**** GIVEN ENTRIES ****

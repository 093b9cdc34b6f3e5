use crate::{reconcile::Instances, FencingState, InstanceId, Role, RoleAssignment};

/// Answers whether an instance's role may change, given its fencing state.
///
/// While an instance is fenced (or being fenced) its role is frozen: it may be
/// neither promoted nor demoted, and a fenced primary stays primary. Primary
/// election and switchover automation consult the guard before acting.
#[derive(Clone, Debug)]
pub struct TopologyGuard {
    instances: Instances,
}

#[derive(Clone, Debug, PartialEq, Eq, thiserror::Error)]
pub enum RoleViolation {
    #[error("instance {instance} is {state}; its role cannot change")]
    Frozen {
        instance: InstanceId,
        state: FencingState,
    },

    #[error("instance {instance} was {expected} when it was fenced but is now {actual}")]
    Changed {
        instance: InstanceId,
        expected: Role,
        actual: Role,
    },
}

// === impl TopologyGuard ===

impl TopologyGuard {
    pub(crate) fn new(instances: Instances) -> Self {
        Self { instances }
    }

    /// Instances the guard does not know about are unconstrained.
    pub fn is_role_change_allowed(&self, id: &InstanceId) -> bool {
        self.instances
            .read()
            .get(id)
            .map_or(true, |slot| !slot.state.is_fencing())
    }

    /// Checks a proposed move of the primary designation from `from` to `to`.
    /// Neither end may be frozen.
    pub fn check_primary_change(
        &self,
        from: Option<&InstanceId>,
        to: Option<&InstanceId>,
    ) -> Result<(), RoleViolation> {
        if from == to {
            return Ok(());
        }

        let instances = self.instances.read();
        for id in [from, to].into_iter().flatten() {
            if let Some(slot) = instances.get(id) {
                if slot.state.is_fencing() {
                    return Err(RoleViolation::Frozen {
                        instance: id.clone(),
                        state: slot.state,
                    });
                }
            }
        }
        Ok(())
    }

    /// Compares the observed roles of fenced instances with the roles they
    /// held when they were fenced.
    pub fn audit(&self, roles: &RoleAssignment) -> Vec<RoleViolation> {
        let instances = self.instances.read();
        let mut violations = instances
            .iter()
            .filter(|(_, slot)| slot.state.is_fencing())
            .filter_map(|(id, slot)| {
                let expected = slot.frozen_role?;
                let actual = roles.role_of(id);
                (expected != actual).then(|| RoleViolation::Changed {
                    instance: id.clone(),
                    expected,
                    actual,
                })
            })
            .collect::<Vec<_>>();
        violations.sort_by(|a, b| a.instance().cmp(b.instance()));
        violations
    }

    pub fn fenced(&self) -> Vec<InstanceId> {
        let mut ids = self
            .instances
            .read()
            .iter()
            .filter(|(_, slot)| slot.state.is_fencing())
            .map(|(id, _)| id.clone())
            .collect::<Vec<_>>();
        ids.sort();
        ids
    }
}

// === impl RoleViolation ===

impl RoleViolation {
    pub fn instance(&self) -> &InstanceId {
        match self {
            Self::Frozen { instance, .. } | Self::Changed { instance, .. } => instance,
        }
    }
}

****

**INSTRUCTIONS TO FOLLOW**. Exactly how many lines in the listing above contain the word "Debug"? Only the number should be given.

**EXERCISE OUTPUT**. 2